O gün azâb onları hem üstlerinden, hem ayakları altından bürüyecek ve şöyle diyecektir: "Yapmakta olduklarınızı tadın."

"O gün azâb onları hem üstlerinden, hem ayakları altından bürüyecek"

âyeti denildiğine göre; önceki âyetlerle ilişkilidir. Yani azâbın üstlerinden ve ayaklarının altından kendilerini gelip bulacağı günde azâb onları bürüdü mü cehennem de onları çepeçevre kuşatmış olacaktır.

"Hem ayakları altından" diye buyurması âyetin ("hem üstlerinden" âyetine) yakınlık dolaylıyladır. Yoksa Arapçada bürümek (el-ğaşeyân)'ın üstten olan örtmeler hakkında kullanılması daha umumi bir ifadedir. Şairin şu mısraında olduğu gibidir:

"Ben ona yem olarak hem saman hem de soğuk su verdim.

Yem vermek, saman için kullanılır, su için kullanılmaz. Ayetteki ifade ile iki farklı iş için aynı fiilin kullanılmış olması cihetinden benzerlik vardır.

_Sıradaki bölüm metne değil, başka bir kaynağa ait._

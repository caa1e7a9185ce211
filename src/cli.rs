//! The command line interface for the program.
use crate::log;
use crate::map::render_maps;
use crate::output::metadata::write_metadata;
use crate::output::{create_output_directory, get_maps_dir, get_output_dir};
use crate::project::Project;
use crate::settings::Settings;
use crate::sweep::run_sweep;
use ::log::{info, warn};
use anyhow::{Context, Result, bail, ensure};
use clap::{Args, CommandFactory, Parser, Subcommand};
use itertools::Itertools;
use std::path::{self, Path, PathBuf};

pub mod demo;
use demo::DemoSubcommands;
pub mod settings;
use settings::SettingsSubcommands;

/// The command line interface for the program.
#[derive(Parser)]
#[command(version, about)]
struct Cli {
    /// The available commands.
    #[command(subcommand)]
    command: Option<Commands>,
    /// Flag to provide the CLI docs as markdown
    #[arg(long, hide = true)]
    markdown_help: bool,
}

/// Options for the sweep command
#[derive(Args, Default)]
pub struct SweepOpts {
    /// Directory for output files
    #[arg(short, long)]
    pub output_dir: Option<PathBuf>,
    /// Whether to overwrite the output directory if it already exists
    #[arg(long)]
    pub overwrite: bool,
}

/// Options for the maps command
#[derive(Args, Default)]
pub struct MapsOpts {
    /// Directory for map images [default: `maps` inside the lines directory]
    #[arg(short, long)]
    pub output_dir: Option<PathBuf>,
    /// Directory containing the threshold lookup tables written by `sweep`
    #[arg(long)]
    pub lines_dir: Option<PathBuf>,
    /// Whether to overwrite the output directory if it already exists
    #[arg(long)]
    pub overwrite: bool,
}

/// The available commands.
#[derive(Subcommand)]
enum Commands {
    /// Sweep poverty lines over a project and compute poverty indices.
    Sweep {
        /// Path to the project directory.
        project_dir: PathBuf,
        /// Other sweep options
        #[command(flatten)]
        opts: SweepOpts,
    },
    /// Render maps classed by the poverty lines of a previous sweep.
    Maps {
        /// Path to the project directory.
        project_dir: PathBuf,
        /// Other map options
        #[command(flatten)]
        opts: MapsOpts,
    },
    /// Validate a project.
    Validate {
        /// The path to the project directory.
        project_dir: PathBuf,
    },
    /// Manage demo projects.
    Demo {
        /// The available subcommands for managing demo projects.
        #[command(subcommand)]
        subcommand: DemoSubcommands,
    },
    /// Manage program settings.
    Settings {
        /// The subcommands for managing settings.
        #[command(subcommand)]
        subcommand: SettingsSubcommands,
    },
}

impl Commands {
    /// Execute the supplied CLI command
    fn execute(self) -> Result<()> {
        match self {
            Self::Sweep { project_dir, opts } => handle_sweep_command(&project_dir, &opts, None),
            Self::Maps { project_dir, opts } => handle_maps_command(&project_dir, &opts, None),
            Self::Validate { project_dir } => handle_validate_command(&project_dir, None),
            Self::Demo { subcommand } => subcommand.execute(),
            Self::Settings { subcommand } => subcommand.execute(),
        }
    }
}

/// Parse CLI arguments and run the requested command
pub fn run_cli() -> Result<()> {
    let cli = Cli::parse();

    // Invoked as: `$ poverty-sweep --markdown-help`
    if cli.markdown_help {
        clap_markdown::print_help_markdown::<Cli>();
        return Ok(());
    }

    let Some(command) = cli.command else {
        let help_str = Cli::command().render_long_help().to_string();
        println!("{help_str}");
        return Ok(());
    };

    command.execute()
}

/// Load program settings, if not provided
fn load_settings(settings: Option<Settings>) -> Result<Settings> {
    match settings {
        Some(settings) => Ok(settings),
        None => Settings::load().context("Failed to load settings."),
    }
}

/// Create the output folder and start logging to it.
///
/// # Returns
///
/// Whether an existing folder was overwritten.
fn prepare_output_dir(output_path: &Path, overwrite: bool, settings: &Settings) -> Result<bool> {
    let overwritten = create_output_directory(output_path, overwrite).with_context(|| {
        format!(
            "Failed to create output directory: {}",
            output_path.display()
        )
    })?;

    log::init(Some(&settings.log_level), Some(output_path))
        .context("Failed to initialise logging.")?;

    Ok(overwritten)
}

/// Handle the `sweep` command.
///
/// If the `draw_maps` setting is enabled, maps are drawn into the `maps` folder of the output
/// folder once the sweep completes.
pub fn handle_sweep_command(
    project_path: &Path,
    opts: &SweepOpts,
    settings: Option<Settings>,
) -> Result<()> {
    let settings = load_settings(settings)?;

    // Get path to output folder
    let pathbuf: PathBuf;
    let output_path = if let Some(p) = opts.output_dir.as_deref() {
        p
    } else {
        pathbuf = get_output_dir(project_path, &settings.results_dir)?;
        &pathbuf
    };

    let overwritten =
        prepare_output_dir(output_path, opts.overwrite || settings.overwrite, &settings)?;

    let project = Project::from_path(project_path).context("Failed to load project.")?;
    info!("Loaded project from {}", project_path.display());
    info!("Output folder: {}", output_path.display());

    // NB: We have to wait until the logger is initialised to display this warning
    if overwritten {
        warn!("Output folder was overwritten");
    }

    write_metadata(output_path, project_path, &project.parameters.sweep.strategies)
        .context("Failed to save metadata.")?;

    run_sweep(&project, output_path)?;
    info!("Sweep complete!");

    if settings.draw_maps {
        // The logger is already running, so only the folder needs creating
        let maps_dir = get_maps_dir(output_path);
        create_output_directory(&maps_dir, false)?;
        render_maps(&project, output_path, &maps_dir)?;
        info!("Maps written to {}", maps_dir.display());
    }

    Ok(())
}

/// Check that preparing the maps folder cannot delete the poverty lines it is drawn from
fn check_maps_dir(maps_dir: &Path, lines_dir: &Path) -> Result<()> {
    let maps_dir = path::absolute(maps_dir)?;
    let lines_dir = path::absolute(lines_dir)?;
    ensure!(
        !lines_dir.starts_with(&maps_dir),
        "Maps folder {} must not be the poverty lines folder {} or contain it",
        maps_dir.display(),
        lines_dir.display()
    );

    Ok(())
}

/// Handle the `maps` command.
pub fn handle_maps_command(
    project_path: &Path,
    opts: &MapsOpts,
    settings: Option<Settings>,
) -> Result<()> {
    let settings = load_settings(settings)?;

    let lines_dir = match &opts.lines_dir {
        Some(dir) => dir.clone(),
        None => get_output_dir(project_path, &settings.results_dir)?,
    };
    let maps_dir = match &opts.output_dir {
        Some(dir) => dir.clone(),
        None => get_maps_dir(&lines_dir),
    };
    check_maps_dir(&maps_dir, &lines_dir)?;

    let overwritten =
        prepare_output_dir(&maps_dir, opts.overwrite || settings.overwrite, &settings)?;

    let project = Project::from_path(project_path).context("Failed to load project.")?;
    info!("Loaded project from {}", project_path.display());
    info!("Reading poverty lines from {}", lines_dir.display());
    info!("Output folder: {}", maps_dir.display());

    if overwritten {
        warn!("Output folder was overwritten");
    }

    render_maps(&project, &lines_dir, &maps_dir)?;
    info!("Maps complete!");

    Ok(())
}

/// Handle the `validate` command.
pub fn handle_validate_command(project_path: &Path, settings: Option<Settings>) -> Result<()> {
    let settings = load_settings(settings)?;

    // Initialise program logger (we won't save log files when running the validate command)
    log::init(Some(&settings.log_level), None).context("Failed to initialise logging.")?;

    let project = Project::from_path(project_path).context("Failed to validate project.")?;
    let missing = project.find_missing_inputs()?;
    if !missing.is_empty() {
        bail!(
            "Project is missing {} input file(s):\n{}",
            missing.len(),
            missing.iter().map(|path| path.display()).join("\n")
        );
    }
    info!("Project validation successful!");

    Ok(())
}

#[cfg(test)]
mod tests {
    use super::*;
    use std::fs;
    use tempfile::tempdir;

    #[test]
    fn test_check_maps_dir() {
        let dir = tempdir().unwrap();
        let lines_dir = dir.path().join("results");
        assert!(check_maps_dir(&lines_dir.join("maps"), &lines_dir).is_ok());
        assert!(check_maps_dir(&dir.path().join("maps"), &lines_dir).is_ok());
        assert!(check_maps_dir(&lines_dir, &lines_dir).is_err());
        assert!(check_maps_dir(dir.path(), &lines_dir).is_err());
    }

    #[test]
    fn test_maps_command_keeps_lines() {
        let dir = tempdir().unwrap();
        let lines_dir = dir.path().join("results");
        fs::create_dir(&lines_dir).unwrap();
        let lines_file = lines_dir.join("fraction_lines.csv");
        fs::write(&lines_file, "region,tod,p,value\n").unwrap();

        let opts = MapsOpts {
            output_dir: Some(lines_dir.clone()),
            lines_dir: Some(lines_dir),
            overwrite: true,
        };
        let settings = Settings {
            overwrite: true,
            ..Settings::default()
        };
        assert!(handle_maps_command(dir.path(), &opts, Some(settings)).is_err());
        assert!(lines_file.exists());
    }
}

Bir başka şair de şöyle demiştir:

"O, düşmanlar üzerine asil atları süren idi.

Üzerinde mızraklardan ve zırhlardan ormanlar bulunan düşmanlar üzerine. "

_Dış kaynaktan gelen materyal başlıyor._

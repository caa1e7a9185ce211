//! Looks up previously swept poverty lines to use as classification breaks on a map.
use crate::error::LookupMissError;
use crate::input::{input_err_msg, read_csv_optional};
use crate::poverty_line::Percent;
use crate::region::RegionID;
use crate::sweep::ThresholdLookupRow;
use crate::time_of_day::TimeOfDayID;
use anyhow::{Context, Result, bail, ensure};
use std::collections::HashMap;
use std::path::Path;

/// A threshold lookup table written by the sweep, indexed by region, time of day and parameter
#[derive(Debug, Default)]
pub struct ThresholdTable {
    values: HashMap<(RegionID, TimeOfDayID, Percent), f64>,
}

impl ThresholdTable {
    /// Read a threshold lookup table from file.
    ///
    /// A table with no rows is valid: every lookup in it misses.
    pub fn from_path(file_path: &Path) -> Result<Self> {
        let rows: Vec<ThresholdLookupRow> = read_csv_optional(file_path)?;
        Self::from_rows(rows).with_context(|| input_err_msg(file_path))
    }

    /// Index rows of a threshold lookup table.
    ///
    /// Each (region, time of day, parameter) triple may only appear once.
    pub fn from_rows<I>(rows: I) -> Result<Self>
    where
        I: IntoIterator<Item = ThresholdLookupRow>,
    {
        let mut values = HashMap::new();
        for row in rows {
            let key = (row.region, row.tod, row.p);
            ensure!(
                values.insert(key.clone(), row.value).is_none(),
                "Duplicate poverty line for region {}, time of day {}, p = {}",
                key.0,
                key.1,
                key.2
            );
        }

        Ok(Self { values })
    }

    /// Resolve a classification domain: the poverty lines at each marker, in marker order.
    ///
    /// The domain keeps the caller's ordering even if the values are not increasing. A missing
    /// marker is an error.
    pub fn resolve(
        &self,
        region: &RegionID,
        tod: &TimeOfDayID,
        markers: &[Percent],
    ) -> Result<Vec<f64>> {
        markers
            .iter()
            .map(|&p| match self.values.get(&(region.clone(), tod.clone(), p)) {
                Some(value) => Ok(*value),
                None => bail!(LookupMissError {
                    region: region.to_string(),
                    tod: tod.to_string(),
                    p: p.get(),
                }),
            })
            .collect()
    }
}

Burada da aynı benzerlik sözkonusudur. Ormanlara benzeyen yalnız mızraklar olmakla birlikte, zırhlar da aynı ortak anlatımla ifade edilmiştir.

"Ve şöyle diyecektir: Yapmakta olduklarınızı tadın." Medineliler ile Kûfeliler

"diyecektir" âyetini "(........): Diyeceğiz" diye "nûn" ile okumuşlar, diğerleri ise "ya" 'le okumuşlardır. Ebû Ubeyd de yüce Allah'ın:

"De ki... Allah yeter" âyeti dolayısıyla bu okuyuşu tercih etmiştir, Onları azablandırmakla görevli olan meleğin onlara

"tadın" diyecek olması ihtimali de vardır. Her iki kıraat de aynı manayı ifade eder. Yani melek bizim ona vereceğimiz emir üzerine: Tadın! diyecektir.